California to implement ‘Death Penalty’ tax rule
Cannabis license holders in Santa Barbara County must pay quarterly taxes or risk losing their licenses.
Santa Barbara County officials are stepping up rules to get cannabis businesses to be current on their tax payments. On June 27, the Santa Barbara County Board of Supervisors approved harsher penalties on cannabis businesses that aren’t paying their taxes on time.
Beginning in August, cannabis businesses in Santa Barbara County, California that don’t pay their quarterly taxes or file the appropriate paperwork within the 30-day grace period could lose their license to operate.
“It’s that severe,” Deputy County Executive Officer Brittany Odermann told the Board of Supervisors at the June 27 meeting. “You are late. … You cannot renew.”
Supervisors unanimously voted to approve measures to increase penalties on cannabis license holders as a way to abate a growing number of failures with timely payments and report filing.
The problem of back taxes has been stacking up in the county, and not surprising, considering that fewer than a quarter of U.S. cannabis businesses are turning profit, according to Whitney Economics.
Santa Maria Sun reports that during a June 6 cannabis meeting, county staff reported that 12 operators hadn’t submitted their third quarter tax report by April 30. Three operators filed between April 30 and June 6. At that meeting, supervisors asked staff to strengthen the penalties and consequences related to timely tax reporting and payment, which are due on the last days of January, April, July, and October.
Santa Barbara Supervisors Weigh In
Some supervisors didn’t agree with the implementation of harsher penalties.
“This is not the way that we collect taxes in the county.
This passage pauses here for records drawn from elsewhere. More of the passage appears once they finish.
use ytget_core::logging;

mod cli;

use crate::cli::CliCommand;

#[tokio::main]
async fn main() {
    // Initialize logging as early as possible; if the state dir is
    // unwritable, diagnostics go to stderr instead.
    if logging::init_logging().is_err() {
        logging::init_logging_stderr();
    }

    // Parse CLI and dispatch.
    if let Err(err) = CliCommand::run_from_args().await {
        eprintln!("ytget error: {:#}", err);
        std::process::exit(1);
    }
}
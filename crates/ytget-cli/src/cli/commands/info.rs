//! `ytget info <url>` – show metadata without downloading.

use anyhow::Result;
use ytget_core::config::YtgetConfig;
use ytget_core::metadata;

pub async fn run_info(cfg: &YtgetConfig, url: &str) -> Result<()> {
    let meta = metadata::probe_video(cfg, url).await?;
    println!("Title:    {}", meta.display_title());
    println!("Uploader: {}", meta.display_uploader());
    println!("Duration: {}", meta.display_duration());
    if let Some(page) = meta.webpage_url.as_deref() {
        println!("Page:     {page}");
    }
    Ok(())
}
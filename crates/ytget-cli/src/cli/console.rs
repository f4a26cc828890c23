//! Console output utilities: colored status lines and the URL prompt.

use std::io::{self, BufRead, Write};

use console::style;

use ytget_core::downloader::FetchOutcome;

/// Print a success message.
pub fn print_success(message: &str) {
    println!("{} {}", style("OK").green().bold(), message);
}

/// Print a warning message.
pub fn print_warning(message: &str) {
    println!("{} {}", style("WARN").yellow().bold(), message);
}

/// Print an error message.
pub fn print_error(message: &str) {
    eprintln!("{} {}", style("ERROR").red().bold(), message);
}

/// Report one fetch outcome: green on success, red with the exit code
/// otherwise. Reporting is all that happens; the caller decides whether
/// the process exit code reflects it.
pub fn report_outcome(downloader: &str, outcome: FetchOutcome) {
    match outcome {
        FetchOutcome::Completed => print_success("Download completed successfully."),
        FetchOutcome::Failed(code) => {
            print_error(&format!("{downloader} exited with code {code}."));
        }
        FetchOutcome::Interrupted => {
            print_error(&format!("{downloader} was terminated by a signal."));
        }
    }
}

/// Prompt on stdout and read one line from stdin.
/// EOF yields an empty string, which callers treat like blank input.
pub fn prompt_line(prompt: &str) -> io::Result<String> {
    print!("{prompt}: ");
    io::stdout().flush()?;
    let mut line = String::new();
    io::stdin().lock().read_line(&mut line)?;
    Ok(line)
}
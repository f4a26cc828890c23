pub mod fake_ytdlp;
//! Delegation to the external downloader binary.
//!
//! ytget does no media transfer itself. Fetches run the downloader with
//! inherited stdio and report its exit; metadata probes capture output and
//! live in the `metadata` module.

mod args;
mod error;
mod run;

pub use args::{fetch_args, playlist_probe_args, video_probe_args};
pub use error::{classify_probe_failure, YtdlpError};
pub use run::{fetch, version, FetchOutcome};
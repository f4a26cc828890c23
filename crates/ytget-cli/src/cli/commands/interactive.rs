//! Default mode: prompt for a URL on stdin and fetch it.

use anyhow::Result;
use ytget_core::config::YtgetConfig;
use ytget_core::downloader;

use crate::cli::console;

/// Prompt for a URL and hand it to the downloader.
///
/// Blank input (whitespace-only or EOF) warns and exits 1 without ever
/// invoking the downloader. A downloader failure is reported in red but
/// does not change the process exit status; only launch errors bubble up.
pub async fn run_interactive(cfg: &YtgetConfig) -> Result<()> {
    let line = console::prompt_line("Enter the video URL")?;
    let url = match normalized(&line) {
        Some(url) => url.to_string(),
        None => {
            console::print_warning("No URL entered.");
            std::process::exit(1);
        }
    };

    let outcome = downloader::fetch(cfg, &url).await?;
    console::report_outcome(&cfg.downloader, outcome);
    Ok(())
}

/// Trim surrounding whitespace; None when nothing usable remains.
/// Inner characters are untouched, the downloader sees the URL verbatim.
fn normalized(line: &str) -> Option<&str> {
    let trimmed = line.trim();
    if trimmed.is_empty() {
        None
    } else {
        Some(trimmed)
    }
}
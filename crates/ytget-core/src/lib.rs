pub mod config;
pub mod logging;

pub mod control;
pub mod downloader;
pub mod metadata;
pub mod selection;
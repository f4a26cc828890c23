//! CLI command handlers, one file per command.

mod check;
mod get;
mod info;
mod interactive;
mod playlist;

pub use check::run_check;
pub use get::run_get;
pub use info::run_info;
pub use interactive::run_interactive;
pub use playlist::run_playlist;
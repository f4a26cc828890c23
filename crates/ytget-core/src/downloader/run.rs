//! Spawning and waiting on the downloader process.

use std::process::Stdio;

use tokio::process::Command;

use crate::config::YtgetConfig;

use super::args;
use super::error::{classify_probe_failure, YtdlpError};

/// How one downloader fetch ended.
#[derive(Debug, Clone, Copy, PartialEq, Eq)]
pub enum FetchOutcome {
    /// Exit code 0.
    Completed,
    /// Non-zero exit code.
    Failed(i32),
    /// Killed by a signal before it could report an exit code.
    Interrupted,
}

impl FetchOutcome {
    pub fn is_success(self) -> bool {
        matches!(self, FetchOutcome::Completed)
    }
}

/// Fetch one URL, blocking until the downloader exits.
///
/// The child inherits stdin/stdout/stderr so its own progress display
/// reaches the terminal. A non-zero exit comes back as an outcome, not an
/// `Err`; only failing to start the process at all is an error.
pub async fn fetch(cfg: &YtgetConfig, url: &str) -> Result<FetchOutcome, YtdlpError> {
    if let Some(dir) = &cfg.download_dir {
        std::fs::create_dir_all(dir).map_err(|source| YtdlpError::DownloadDir {
            path: dir.clone(),
            source,
        })?;
    }

    let argv = args::fetch_args(cfg, url);
    tracing::info!(downloader = %cfg.downloader, url, "starting fetch");
    tracing::debug!(?argv, "downloader argv");

    let status = Command::new(&cfg.downloader)
        .args(&argv)
        .status()
        .await
        .map_err(|source| YtdlpError::Launch {
            downloader: cfg.downloader.clone(),
            source,
        })?;

    let outcome = match status.code() {
        Some(0) => FetchOutcome::Completed,
        Some(code) => FetchOutcome::Failed(code),
        None => FetchOutcome::Interrupted,
    };
    tracing::info!(?outcome, url, "fetch finished");
    Ok(outcome)
}

/// Probe the downloader's availability by running `--version`.
///
/// Returns the trimmed version string. `check` uses this to tell a missing
/// binary apart from an install that works.
pub async fn version(cfg: &YtgetConfig) -> Result<String, YtdlpError> {
    let output = Command::new(&cfg.downloader)
        .arg("--version")
        .stdin(Stdio::null())
        .output()
        .await
        .map_err(|source| YtdlpError::Launch {
            downloader: cfg.downloader.clone(),
            source,
        })?;

    if !output.status.success() {
        let stderr = String::from_utf8_lossy(&output.stderr);
        return Err(classify_probe_failure(&cfg.downloader, &stderr));
    }
    Ok(String::from_utf8_lossy(&output.stdout).trim().to_string())
}
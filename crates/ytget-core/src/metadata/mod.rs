//! Metadata probes: ask the downloader about a URL without fetching it.
//!
//! Single videos use `--dump-json`; playlists use `--flat-playlist`, where
//! the downloader prints one JSON object per entry. Probes capture stdout
//! and stderr, unlike fetches, so failures can be classified.

mod parse;

pub use parse::{format_duration, VideoMeta};

use std::process::Stdio;

use tokio::process::Command;

use crate::config::YtgetConfig;
use crate::downloader::{
    classify_probe_failure, playlist_probe_args, video_probe_args, YtdlpError,
};

/// A playlist as listed by a flat probe.
#[derive(Debug, Clone)]
pub struct PlaylistMeta {
    /// Playlist title, if any entry reported one.
    pub title: Option<String>,
    /// Entries in listing order, capped at `playlist_limit`.
    pub entries: Vec<VideoMeta>,
    /// Entry count before the cap.
    pub total: usize,
}

impl PlaylistMeta {
    pub fn truncated(&self) -> bool {
        self.total > self.entries.len()
    }
}

/// Probe a single video. `--no-playlist` keeps list URLs from fanning out.
pub async fn probe_video(cfg: &YtgetConfig, url: &str) -> Result<VideoMeta, YtdlpError> {
    let stdout = run_probe(cfg, video_probe_args(cfg, url)).await?;
    let meta: VideoMeta = serde_json::from_str(stdout.trim())?;
    Ok(meta)
}

/// Probe a playlist. A plain video URL degenerates to a one-entry listing.
pub async fn probe_playlist(cfg: &YtgetConfig, url: &str) -> Result<PlaylistMeta, YtdlpError> {
    let stdout = run_probe(cfg, playlist_probe_args(cfg, url)).await?;
    let mut entries = parse_flat_lines(&stdout)?;
    let total = entries.len();
    let title = entries
        .iter()
        .find_map(|e| e.playlist_name().map(str::to_string));
    entries.truncate(cfg.playlist_limit);
    Ok(PlaylistMeta {
        title,
        entries,
        total,
    })
}

/// Split flat-probe output into entries. Blank and non-JSON lines are
/// skipped; the downloader sometimes interleaves notices on stdout.
fn parse_flat_lines(stdout: &str) -> Result<Vec<VideoMeta>, YtdlpError> {
    let mut entries = Vec::new();
    for line in stdout.lines() {
        let line = line.trim();
        if line.is_empty() {
            continue;
        }
        match serde_json::from_str::<VideoMeta>(line) {
            Ok(meta) => entries.push(meta),
            Err(err) => tracing::debug!(%err, "skipping non-entry probe line"),
        }
    }
    if entries.is_empty() {
        return Err(YtdlpError::Empty);
    }
    Ok(entries)
}

/// Run one probe with captured output; non-zero exit is classified from stderr.
async fn run_probe(cfg: &YtgetConfig, argv: Vec<String>) -> Result<String, YtdlpError> {
    tracing::debug!(downloader = %cfg.downloader, ?argv, "running metadata probe");
    let output = Command::new(&cfg.downloader)
        .args(&argv)
        .stdin(Stdio::null())
        .output()
        .await
        .map_err(|source| YtdlpError::Launch {
            downloader: cfg.downloader.clone(),
            source,
        })?;

    if !output.status.success() {
        let stderr = String::from_utf8_lossy(&output.stderr);
        tracing::debug!(code = ?output.status.code(), "probe failed");
        return Err(classify_probe_failure(&cfg.downloader, &stderr));
    }
    Ok(String::from_utf8_lossy(&output.stdout).into_owned())
}
//! Serde views of the downloader's `--dump-json` output.

use serde::Deserialize;

/// One video as the downloader reports it, in either the full `--dump-json`
/// form or the sparse `--flat-playlist` form.
///
/// Only fields the CLI shows are kept; everything else in the JSON is
/// ignored. Flat entries omit most of these, so every field is optional and
/// the accessors apply the fallback chains.
#[derive(Debug, Clone, Deserialize)]
pub struct VideoMeta {
    #[serde(default)]
    pub id: Option<String>,
    #[serde(default)]
    pub title: Option<String>,
    /// Seconds. Flat playlist entries often omit it.
    #[serde(default)]
    pub duration: Option<f64>,
    #[serde(default)]
    pub uploader: Option<String>,
    #[serde(default)]
    pub channel: Option<String>,
    #[serde(default)]
    pub webpage_url: Option<String>,
    /// Flat entries carry the target here instead of `webpage_url`.
    #[serde(default)]
    pub url: Option<String>,
    #[serde(default)]
    pub playlist_title: Option<String>,
    #[serde(default)]
    pub playlist: Option<String>,
}

impl VideoMeta {
    /// Title, or a placeholder when the site gave none.
    pub fn display_title(&self) -> &str {
        non_empty(self.title.as_deref()).unwrap_or("Untitled Video")
    }

    /// Uploader, falling back to the channel name.
    pub fn display_uploader(&self) -> &str {
        non_empty(self.uploader.as_deref())
            .or_else(|| non_empty(self.channel.as_deref()))
            .unwrap_or("Unknown Channel")
    }

    /// Playlist name this entry came from, if the probe included one.
    pub fn playlist_name(&self) -> Option<&str> {
        non_empty(self.playlist_title.as_deref()).or_else(|| non_empty(self.playlist.as_deref()))
    }

    /// URL to fetch this entry: explicit URL fields first, then the
    /// watch-page form built from the id. Flat entries sometimes carry
    /// only the id.
    pub fn target_url(&self) -> Option<String> {
        if let Some(u) = non_empty(self.url.as_deref()) {
            return Some(u.to_string());
        }
        if let Some(u) = non_empty(self.webpage_url.as_deref()) {
            return Some(u.to_string());
        }
        non_empty(self.id.as_deref()).map(|id| format!("https://www.youtube.com/watch?v={id}"))
    }

    /// Duration as `H:MM:SS` or `M:SS` (`0:00` when unknown).
    pub fn display_duration(&self) -> String {
        format_duration(self.duration)
    }
}

fn non_empty(s: Option<&str>) -> Option<&str> {
    s.filter(|s| !s.trim().is_empty())
}

/// Render a duration in seconds for listings: hours only when non-zero,
/// `0:00` for missing, zero or nonsense values.
pub fn format_duration(seconds: Option<f64>) -> String {
    let total = seconds.unwrap_or(0.0);
    if !total.is_finite() || total <= 0.0 {
        return "0:00".to_string();
    }
    let total = total as u64;
    let hours = total / 3600;
    let minutes = (total % 3600) / 60;
    let secs = total % 60;
    if hours > 0 {
        format!("{hours}:{minutes:02}:{secs:02}")
    } else {
        format!("{minutes}:{secs:02}")
    }
}
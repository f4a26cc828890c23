//! CLI for the ytget video fetcher.

mod commands;
pub mod console;

use anyhow::Result;
use clap::{Parser, Subcommand};
use ytget_core::config;

use commands::{run_check, run_get, run_info, run_interactive, run_playlist};

/// Top-level CLI for the ytget video fetcher.
///
/// Without a subcommand, ytget prompts for a URL on stdin and fetches it.
#[derive(Debug, Parser)]
#[command(name = "ytget")]
#[command(about = "ytget: fetch videos as merged MP4 via yt-dlp", long_about = None)]
pub struct Cli {
    #[command(subcommand)]
    pub command: Option<CliCommand>,
}

#[derive(Debug, Subcommand)]
pub enum CliCommand {
    /// Fetch a single URL without the interactive prompt.
    Get {
        /// Video page URL, forwarded to the downloader as-is.
        url: String,
    },

    /// Show title, uploader and duration without downloading.
    Info {
        /// Video page URL.
        url: String,
    },

    /// List a playlist and optionally fetch some or all of its entries.
    Playlist {
        /// Playlist URL.
        url: String,

        /// Fetch every listed entry.
        #[arg(long, conflicts_with = "items")]
        all: bool,

        /// Fetch selected entries, 1-based, e.g. `--items 1,3,5-7`.
        #[arg(long, value_name = "SPEC")]
        items: Option<String>,

        /// Override the configured listing limit for this run.
        #[arg(long, value_name = "N")]
        limit: Option<usize>,
    },

    /// Verify the downloader binary is installed and print its version.
    Check,
}

impl CliCommand {
    pub async fn run_from_args() -> Result<()> {
        let cli = Cli::parse();
        let cfg = config::load_or_init()?;
        tracing::debug!("loaded config: {:?}", cfg);

        match cli.command {
            None => run_interactive(&cfg).await?,
            Some(CliCommand::Get { url }) => run_get(&cfg, &url).await?,
            Some(CliCommand::Info { url }) => run_info(&cfg, &url).await?,
            Some(CliCommand::Playlist {
                url,
                all,
                items,
                limit,
            }) => run_playlist(&cfg, &url, all, items.as_deref(), limit).await?,
            Some(CliCommand::Check) => run_check(&cfg).await?,
        }

        Ok(())
    }
}

#[cfg(test)]
mod tests;
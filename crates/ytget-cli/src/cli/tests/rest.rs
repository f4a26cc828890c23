//! Tests for info, playlist and check.

use super::parse;
use crate::cli::{Cli, CliCommand};
use clap::Parser;

#[test]
fn cli_parse_info() {
    match parse(&["ytget", "info", "https://example.com/v"]) {
        Some(CliCommand::Info { url }) => assert_eq!(url, "https://example.com/v"),
        _ => panic!("expected Info"),
    }
}

#[test]
fn cli_parse_playlist_defaults() {
    match parse(&["ytget", "playlist", "https://example.com/list"]) {
        Some(CliCommand::Playlist {
            url,
            all,
            items,
            limit,
        }) => {
            assert_eq!(url, "https://example.com/list");
            assert!(!all);
            assert!(items.is_none());
            assert!(limit.is_none());
        }
        _ => panic!("expected Playlist"),
    }
}

#[test]
fn cli_parse_playlist_all() {
    match parse(&["ytget", "playlist", "u", "--all"]) {
        Some(CliCommand::Playlist { all, .. }) => assert!(all),
        _ => panic!("expected Playlist with --all"),
    }
}

#[test]
fn cli_parse_playlist_items() {
    match parse(&["ytget", "playlist", "u", "--items", "1,3,5-7"]) {
        Some(CliCommand::Playlist { items, .. }) => {
            assert_eq!(items.as_deref(), Some("1,3,5-7"));
        }
        _ => panic!("expected Playlist with --items"),
    }
}

#[test]
fn cli_parse_playlist_limit() {
    match parse(&["ytget", "playlist", "u", "--limit", "5"]) {
        Some(CliCommand::Playlist { limit, .. }) => assert_eq!(limit, Some(5)),
        _ => panic!("expected Playlist with --limit"),
    }
}

#[test]
fn cli_parse_playlist_all_conflicts_with_items() {
    assert!(Cli::try_parse_from(["ytget", "playlist", "u", "--all", "--items", "1"]).is_err());
}

#[test]
fn cli_parse_check() {
    match parse(&["ytget", "check"]) {
        Some(CliCommand::Check) => {}
        _ => panic!("expected Check"),
    }
}
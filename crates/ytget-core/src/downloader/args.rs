//! Argument construction for downloader invocations.
//!
//! Pure functions so the exact argv is testable without spawning anything.
//! The URL always goes last and is passed through verbatim; no quoting or
//! rewriting happens on this side of the exec boundary.

use crate::config::YtgetConfig;

/// Argv for a plain fetch. With a default config this is exactly
/// `-f bestvideo+bestaudio --merge-output-format mp4 -o %(title)s.mp4 <url>`.
pub fn fetch_args(cfg: &YtgetConfig, url: &str) -> Vec<String> {
    vec![
        "-f".to_string(),
        cfg.format.clone(),
        "--merge-output-format".to_string(),
        cfg.merge_format.clone(),
        "-o".to_string(),
        output_template(cfg),
        url.to_string(),
    ]
}

/// Argv for a single-video metadata probe (`--dump-json`).
pub fn video_probe_args(cfg: &YtgetConfig, url: &str) -> Vec<String> {
    let mut args = vec![
        "--dump-json".to_string(),
        "--no-warnings".to_string(),
        "--no-playlist".to_string(),
    ];
    push_probe_timeout(cfg, &mut args);
    args.push(url.to_string());
    args
}

/// Argv for a flat playlist probe: one JSON object per line on stdout.
pub fn playlist_probe_args(cfg: &YtgetConfig, url: &str) -> Vec<String> {
    let mut args = vec![
        "--flat-playlist".to_string(),
        "--dump-json".to_string(),
        "--no-warnings".to_string(),
    ];
    push_probe_timeout(cfg, &mut args);
    args.push(url.to_string());
    args
}

/// Output template, prefixed with the download dir when one is configured.
fn output_template(cfg: &YtgetConfig) -> String {
    match &cfg.download_dir {
        Some(dir) => dir.join(&cfg.output_template).to_string_lossy().into_owned(),
        None => cfg.output_template.clone(),
    }
}

fn push_probe_timeout(cfg: &YtgetConfig, args: &mut Vec<String>) {
    if cfg.probe_timeout_secs > 0 {
        args.push("--socket-timeout".to_string());
        args.push(cfg.probe_timeout_secs.to_string());
    }
}

#[cfg(test)]
mod tests {
    use super::*;
    use std::path::PathBuf;

    #[test]
    fn default_fetch_args_match_stock_invocation() {
        let cfg = YtgetConfig::default();
        let args = fetch_args(&cfg, "https://youtu.be/abc123");
        assert_eq!(
            args,
            vec![
                "-f",
                "bestvideo+bestaudio",
                "--merge-output-format",
                "mp4",
                "-o",
                "%(title)s.mp4",
                "https://youtu.be/abc123",
            ]
        );
    }

    #[test]
    fn url_is_forwarded_verbatim() {
        let cfg = YtgetConfig::default();
        let odd = "https://example.com/watch?v=a b&list=c%20d";
        let args = fetch_args(&cfg, odd);
        assert_eq!(args.last().map(String::as_str), Some(odd));
    }

    #[test]
    fn download_dir_prefixes_template() {
        let mut cfg = YtgetConfig::default();
        cfg.download_dir = Some(PathBuf::from("/media/videos"));
        let args = fetch_args(&cfg, "u");
        assert_eq!(args[5], "/media/videos/%(title)s.mp4");
    }

    #[test]
    fn probe_args_carry_socket_timeout() {
        let cfg = YtgetConfig::default();
        let args = video_probe_args(&cfg, "u");
        assert_eq!(
            args,
            vec![
                "--dump-json",
                "--no-warnings",
                "--no-playlist",
                "--socket-timeout",
                "30",
                "u",
            ]
        );
        let args = playlist_probe_args(&cfg, "u");
        assert_eq!(
            args,
            vec![
                "--flat-playlist",
                "--dump-json",
                "--no-warnings",
                "--socket-timeout",
                "30",
                "u",
            ]
        );
    }

    #[test]
    fn zero_timeout_omits_the_flag() {
        let mut cfg = YtgetConfig::default();
        cfg.probe_timeout_secs = 0;
        let args = video_probe_args(&cfg, "u");
        assert!(!args.iter().any(|a| a == "--socket-timeout"));
    }

    #[test]
    fn fetch_args_never_carry_probe_flags() {
        let cfg = YtgetConfig::default();
        let args = fetch_args(&cfg, "u");
        assert!(!args.iter().any(|a| a == "--socket-timeout"));
        assert!(!args.iter().any(|a| a == "--dump-json"));
    }
}
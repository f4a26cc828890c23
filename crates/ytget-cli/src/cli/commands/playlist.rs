//! `ytget playlist <url>` – list playlist entries and optionally fetch them.

use anyhow::Result;
use ytget_core::config::YtgetConfig;
use ytget_core::control::{self, CancelFlag};
use ytget_core::downloader::{self, FetchOutcome};
use ytget_core::metadata::{self, PlaylistMeta};
use ytget_core::selection;

use crate::cli::console;

pub async fn run_playlist(
    cfg: &YtgetConfig,
    url: &str,
    all: bool,
    items: Option<&str>,
    limit: Option<usize>,
) -> Result<()> {
    let mut cfg = cfg.clone();
    if let Some(limit) = limit {
        cfg.playlist_limit = limit;
    }

    let playlist = metadata::probe_playlist(&cfg, url).await?;
    print_listing(&playlist);

    let picked: Vec<usize> = if all {
        (1..=playlist.entries.len()).collect()
    } else if let Some(spec) = items {
        selection::parse_items(spec, playlist.entries.len())?
    } else {
        println!("Nothing fetched; pass --all or --items to download.");
        return Ok(());
    };

    fetch_selected(&cfg, &playlist, &picked).await
}

fn print_listing(playlist: &PlaylistMeta) {
    match playlist.title.as_deref() {
        Some(title) => println!("Playlist: {title} ({} entries)", playlist.total),
        None => println!("{} entries", playlist.total),
    }
    if playlist.truncated() {
        println!("(showing the first {})", playlist.entries.len());
    }
    println!("{:<5} {:<9} {}", "#", "LENGTH", "TITLE");
    for (i, entry) in playlist.entries.iter().enumerate() {
        println!(
            "{:<5} {:<9} {}",
            i + 1,
            entry.display_duration(),
            entry.display_title()
        );
    }
}

/// Fetch the picked entries sequentially, stopping on the first failure or
/// on Ctrl-C between entries.
async fn fetch_selected(
    cfg: &YtgetConfig,
    playlist: &PlaylistMeta,
    picked: &[usize],
) -> Result<()> {
    let cancel = CancelFlag::new();
    control::listen_for_ctrl_c(&cancel);

    let mut completed = 0usize;
    for (k, &index) in picked.iter().enumerate() {
        if cancel.is_requested() {
            console::print_warning("Download cancelled.");
            break;
        }

        let entry = &playlist.entries[index - 1];
        let target = match entry.target_url() {
            Some(target) => target,
            None => {
                console::print_warning(&format!("Skipping entry {index}: no usable URL."));
                continue;
            }
        };

        println!("[{}/{}] {}", k + 1, picked.len(), entry.display_title());
        let outcome = downloader::fetch(cfg, &target).await?;
        console::report_outcome(&cfg.downloader, outcome);
        match outcome {
            FetchOutcome::Completed => completed += 1,
            // First failed entry ends the batch.
            _ => break,
        }
    }

    println!("Fetched {completed} of {} video(s).", picked.len());
    Ok(())
}
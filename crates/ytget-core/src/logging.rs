//! Logging init: file under XDG state dir, or graceful fallback to stderr.
//!
//! Diagnostics go to the log file; stdout stays reserved for the prompt,
//! listings and status lines the user actually asked for.

use anyhow::Result;
use std::fs;
use std::io;
use std::path::PathBuf;
use tracing_subscriber::fmt::writer::BoxMakeWriter;
use tracing_subscriber::fmt::MakeWriter;
use tracing_subscriber::EnvFilter;

/// Writer that is either a file or stderr (used when file clone fails).
enum FileOrStderr {
    File(std::fs::File),
    Stderr,
}

impl io::Write for FileOrStderr {
    fn write(&mut self, buf: &[u8]) -> io::Result<usize> {
        match self {
            FileOrStderr::File(f) => f.write(buf),
            FileOrStderr::Stderr => io::stderr().lock().write(buf),
        }
    }

    fn flush(&mut self) -> io::Result<()> {
        match self {
            FileOrStderr::File(f) => f.flush(),
            FileOrStderr::Stderr => io::stderr().lock().flush(),
        }
    }
}

struct FileMakeWriter(std::fs::File);

impl<'a> MakeWriter<'a> for FileMakeWriter {
    type Writer = FileOrStderr;

    fn make_writer(&'a self) -> Self::Writer {
        self.0
            .try_clone()
            .map(FileOrStderr::File)
            .unwrap_or(FileOrStderr::Stderr)
    }
}

fn default_filter() -> EnvFilter {
    EnvFilter::try_from_default_env()
        .unwrap_or_else(|_| EnvFilter::new("info,ytget_core=debug,ytget_cli=debug"))
}

fn log_file_path() -> Result<PathBuf> {
    let xdg_dirs = xdg::BaseDirectories::with_prefix("ytget")?;
    let state_dir = xdg_dirs.get_state_home();
    fs::create_dir_all(&state_dir)?;
    Ok(state_dir.join("ytget.log"))
}

/// Initialize structured logging to `~/.local/state/ytget/ytget.log`.
/// On failure (e.g. state dir unwritable), returns Err so the caller can fall back to stderr.
pub fn init_logging() -> Result<()> {
    let path = log_file_path()?;
    let file = fs::OpenOptions::new()
        .create(true)
        .append(true)
        .open(&path)?;

    let writer: BoxMakeWriter = BoxMakeWriter::new(FileMakeWriter(file));

    tracing_subscriber::fmt()
        .with_env_filter(default_filter())
        .with_writer(writer)
        .with_ansi(false)
        .init();

    tracing::info!("ytget logging initialized at {}", path.display());

    Ok(())
}

/// Initialize logging to stderr only (no file). Use when init_logging() fails so the CLI doesn't crash.
pub fn init_logging_stderr() {
    tracing_subscriber::fmt()
        .with_env_filter(default_filter())
        .with_writer(std::io::stderr)
        .with_ansi(false)
        .init();
}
I think we’ve gone from a kind of slap on the wrist to a death penalty,” 5th District Supervisor Steve Lavagnino said. “That would be like if you’re one day late on your TOT [transient occupancy tax], you have to shut your hotel down, or if you’re one day late on your property taxes, you gotta move out of your house.”
He added that forcing businesses out of the cannabis industry wasn’t the supervisors’ intent when they asked staff for stricter penalties.
“Our intention is to get somebody to pay the tax,” he said. “I would hope that we could come up with something that is the intent of what we’re trying to do.”
There was already a 30-day grace period built into the county’s cannabis tax system, which the new amendments wouldn’t alter. Odermann said that if taxes are due on Jan. 1, businesses have to pay them by the Jan. 30 delinquency date, which is also when the report accompanying those taxes needs to be filed.
“We’re saying if you don’t do that by Jan. 30, then there’s the death penalty,” Odermann said.
Others agreed that the rules were a bit much.
“This is a standard that, like, nobody else lives by,” 1st District Supervisor Das Williams said. “Is there any other option? … Can people essentially prepay their cannabis taxes to be out of this quarterly jeopardy? … If our goal is remedy and better collection, then why wouldn’t we allow people to pay their taxes ahead of time?”
In 2020, a grand jury in Santa Barbara, California criticized the county’s cannabis regulations in a report, citing that members of the Board of Supervisors allowed cannabis businesses to dictate policy and failed to serve the interests of county residents. The grand jury, which serves as an oversight body for county agencies, wrote in the report that it had received several requests to investigate the actions of the board in relation to the creation of the county’s cannabis regulations.